Data Block Start

use serde::de::DeserializeOwned;
use serde_json::{Map, Value};
use thiserror::Error;
use tracing::warn;

use logscope_types::{ControlCommand, LogEntry, ServerMessage, WatchValue};

/// Push message that could not be decoded
#[derive(Debug, Error)]
pub enum ParseError {
    #[error("malformed JSON: {0}")]
    Json(#[from] serde_json::Error),

    #[error("message is not an object with a string `type` field")]
    MissingType,

    #[error("unknown message type '{0}'")]
    UnknownType(String),

    #[error("invalid `{kind}` payload: {reason}")]
    Payload { kind: &'static str, reason: String },
}

impl ParseError {
    fn payload(kind: &'static str, reason: impl Into<String>) -> Self {
        Self::Payload {
            kind,
            reason: reason.into(),
        }
    }
}

/// Decoder for server push messages
pub struct MessageParser;

impl MessageParser {
    /// Decode one text frame into a tagged server message
    pub fn parse(text: &str) -> Result<ServerMessage, ParseError> {
        let value: Value = serde_json::from_str(text)?;
        let Value::Object(mut obj) = value else {
            return Err(ParseError::MissingType);
        };
        let kind = obj
            .get("type")
            .and_then(Value::as_str)
            .ok_or(ParseError::MissingType)?
            .to_string();

        match kind.as_str() {
            "entries" => {
                let items = Self::take_payload(&mut obj, "entries")
                    .ok_or_else(|| ParseError::payload("entries", "missing entries array"))?;
                let Value::Array(items) = items else {
                    return Err(ParseError::payload("entries", "expected an array"));
                };
                Ok(ServerMessage::Entries(Self::decode_batch(items, "entry")))
            }
            "entry" => {
                let payload = Self::take_payload(&mut obj, "entry").unwrap_or(Value::Object(obj));
                let entry: LogEntry = serde_json::from_value(payload)
                    .map_err(|e| ParseError::payload("entry", e.to_string()))?;
                Ok(ServerMessage::Entry(entry))
            }
            "watch" => {
                let payload = Self::take_payload(&mut obj, "watch").unwrap_or(Value::Object(obj));
                let watch: WatchValue = serde_json::from_value(payload)
                    .map_err(|e| ParseError::payload("watch", e.to_string()))?;
                Ok(ServerMessage::Watch(watch))
            }
            "watches" => {
                let payload = Self::take_payload(&mut obj, "watches")
                    .ok_or_else(|| ParseError::payload("watches", "missing watches"))?;
                match payload {
                    Value::Array(items) => {
                        Ok(ServerMessage::Watches(Self::decode_batch(items, "watch")))
                    }
                    Value::Object(map) => Ok(ServerMessage::Watches(Self::decode_watch_map(map))),
                    _ => Err(ParseError::payload("watches", "expected an array or object")),
                }
            }
            "control" => {
                let command = obj
                    .get("command")
                    .and_then(Value::as_str)
                    .ok_or_else(|| ParseError::payload("control", "missing command"))?;
                ControlCommand::parse(command)
                    .map(ServerMessage::Control)
                    .ok_or_else(|| {
                        ParseError::payload("control", format!("unknown command '{command}'"))
                    })
            }
            "session" => Ok(ServerMessage::Session(Value::Object(obj))),
            _ => Err(ParseError::UnknownType(kind)),
        }
    }

    /// Decode a history response: `{"entries": [...]}` or a bare array
    pub fn parse_history(text: &str) -> Result<Vec<LogEntry>, ParseError> {
        let items = match serde_json::from_str::<Value>(text)? {
            Value::Array(items) => items,
            Value::Object(mut obj) => match Self::take_payload(&mut obj, "entries") {
                Some(Value::Array(items)) => items,
                _ => return Err(ParseError::payload("history", "missing entries array")),
            },
            _ => return Err(ParseError::payload("history", "expected an object or array")),
        };
        Ok(Self::decode_batch(items, "entry"))
    }

    /// Payload under its own key, falling back to `data`
    fn take_payload(obj: &mut Map<String, Value>, key: &str) -> Option<Value> {
        obj.remove(key).or_else(|| obj.remove("data"))
    }

    /// Decode each element on its own, dropping the ones that fail
    fn decode_batch<T: DeserializeOwned>(items: Vec<Value>, kind: &'static str) -> Vec<T> {
        items
            .into_iter()
            .enumerate()
            .filter_map(|(index, item)| match serde_json::from_value(item) {
                Ok(decoded) => Some(decoded),
                Err(e) => {
                    warn!(index, kind, error = %e, "Dropping malformed batch element");
                    None
                }
            })
            .collect()
    }

    /// Watches keyed by name: `{"cpu": {"value": 3}, "mem": "2GB"}`
    fn decode_watch_map(map: Map<String, Value>) -> Vec<WatchValue> {
        map.into_iter()
            .filter_map(|(name, value)| {
                let value = match value {
                    Value::Object(mut fields) => {
                        fields
                            .entry("name")
                            .or_insert_with(|| Value::String(name.clone()));
                        Value::Object(fields)
                    }
                    scalar => {
                        let mut fields = Map::new();
                        fields.insert("name".to_string(), Value::String(name.clone()));
                        fields.insert("value".to_string(), scalar);
                        Value::Object(fields)
                    }
                };
                match serde_json::from_value(value) {
                    Ok(watch) => Some(watch),
                    Err(e) => {
                        warn!(watch = %name, error = %e, "Dropping malformed watch");
                        None
                    }
                }
            })
            .collect()
    }
}

#[cfg(test)]
mod tests {
    use super::*;
    use logscope_types::Level;

    #[test]
    fn test_entries_batch() {
        let text = r#"{"type":"entries","entries":[
            {"id":1,"title":"a","level":"Error"},
            {"id":2,"title":"b","level":3}
        ]}"#;
        let ServerMessage::Entries(entries) = MessageParser::parse(text).unwrap() else {
            panic!("expected entries");
        };
        assert_eq!(entries.len(), 2);
        assert_eq!(entries[0].level, Level::Error);
        assert_eq!(entries[1].level, Level::Warning);
    }

    #[test]
    fn test_entries_data_alias() {
        let text = r#"{"type":"entries","data":[{"id":5,"title":"x"}]}"#;
        let msg = MessageParser::parse(text).unwrap();
        assert!(matches!(msg, ServerMessage::Entries(ref e) if e.len() == 1 && e[0].id == 5));
    }

    #[test]
    fn test_malformed_batch_element_dropped() {
        let text = r#"{"type":"entries","entries":[
            {"id":1,"title":"ok"},
            {"id":"not a number"},
            {"id":3,"title":"also ok"}
        ]}"#;
        let ServerMessage::Entries(entries) = MessageParser::parse(text).unwrap() else {
            panic!("expected entries");
        };
        let ids: Vec<u64> = entries.iter().map(|e| e.id).collect();
        assert_eq!(ids, vec![1, 3]);
    }

    #[test]
    fn test_entry_without_id_dropped_from_batch() {
        let text = r#"{"type":"entries","entries":[
            {"title":"a"},
            {"id":2,"title":"b"},
            {"title":"c"},
            {"id":4,"title":"d"}
        ]}"#;
        let ServerMessage::Entries(entries) = MessageParser::parse(text).unwrap() else {
            panic!("expected entries");
        };
        let ids: Vec<u64> = entries.iter().map(|e| e.id).collect();
        assert_eq!(ids, vec![2, 4]);

        assert!(matches!(
            MessageParser::parse(r#"{"type":"entry","title":"lonely"}"#),
            Err(ParseError::Payload { kind: "entry", .. })
        ));
    }

    #[test]
    fn test_inline_entry() {
        let text = r#"{"type":"entry","id":9,"title":"inline","sessionName":"main"}"#;
        let ServerMessage::Entry(entry) = MessageParser::parse(text).unwrap() else {
            panic!("expected entry");
        };
        assert_eq!(entry.id, 9);
        assert_eq!(entry.session_name, "main");
    }

    #[test]
    fn test_nested_watch() {
        let text = r#"{"type":"watch","watch":{"name":"cpu","value":42}}"#;
        let msg = MessageParser::parse(text).unwrap();
        assert!(matches!(msg, ServerMessage::Watch(ref w) if w.name == "cpu" && w.value == "42"));
    }

    #[test]
    fn test_watch_map() {
        let text = r#"{"type":"watches","watches":{"cpu":{"value":"3%"},"mem":"2GB"}}"#;
        let ServerMessage::Watches(mut watches) = MessageParser::parse(text).unwrap() else {
            panic!("expected watches");
        };
        watches.sort_by(|a, b| a.name.cmp(&b.name));
        assert_eq!(watches.len(), 2);
        assert_eq!(watches[0].name, "cpu");
        assert_eq!(watches[0].value, "3%");
        assert_eq!(watches[1].value, "2GB");
    }

    #[test]
    fn test_control_commands() {
        for (raw, expected) in [
            ("clearLog", ControlCommand::ClearLog),
            ("clearWatches", ControlCommand::ClearWatches),
            ("clearAll", ControlCommand::ClearAll),
        ] {
            let text = format!(r#"{{"type":"control","command":"{raw}"}}"#);
            assert_eq!(
                MessageParser::parse(&text).unwrap(),
                ServerMessage::Control(expected)
            );
        }

        let bad = MessageParser::parse(r#"{"type":"control","command":"reboot"}"#);
        assert!(matches!(bad, Err(ParseError::Payload { kind: "control", .. })));
    }

    #[test]
    fn test_session_passthrough() {
        let msg = MessageParser::parse(r#"{"type":"session","name":"s1"}"#).unwrap();
        assert!(matches!(msg, ServerMessage::Session(_)));
    }

    #[test]
    fn test_history_shapes() {
        let wrapped = MessageParser::parse_history(r#"{"entries":[{"id":1},{"id":2}]}"#).unwrap();
        assert_eq!(wrapped.len(), 2);

        let bare = MessageParser::parse_history(r#"[{"id":3}]"#).unwrap();
        assert_eq!(bare[0].id, 3);

        assert!(MessageParser::parse_history(r#"{"total":0}"#).is_err());
        assert!(MessageParser::parse_history("42").is_err());
    }

    #[test]
    fn test_rejects_garbage() {
        assert!(matches!(
            MessageParser::parse("not json"),
            Err(ParseError::Json(_))
        ));
        assert!(matches!(
            MessageParser::parse("[1,2]"),
            Err(ParseError::MissingType)
        ));
        assert!(matches!(
            MessageParser::parse(r#"{"entries":[]}"#),
            Err(ParseError::MissingType)
        ));
        assert!(matches!(
            MessageParser::parse(r#"{"type":"bogus"}"#),
            Err(ParseError::UnknownType(ref t)) if t == "bogus"
        ));
        assert!(matches!(
            MessageParser::parse(r#"{"type":"entries","entries":{}}"#),
            Err(ParseError::Payload { kind: "entries", .. })
        ));
    }
}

Data Block End

▶ [Task prompt] Search the records for the word "bogus". Copy each line where it appears.

▶ [Written response]
            MessageParser::parse(r#"{"type":"bogus"}"#),
            Err(ParseError::UnknownType(ref t)) if t == "bogus"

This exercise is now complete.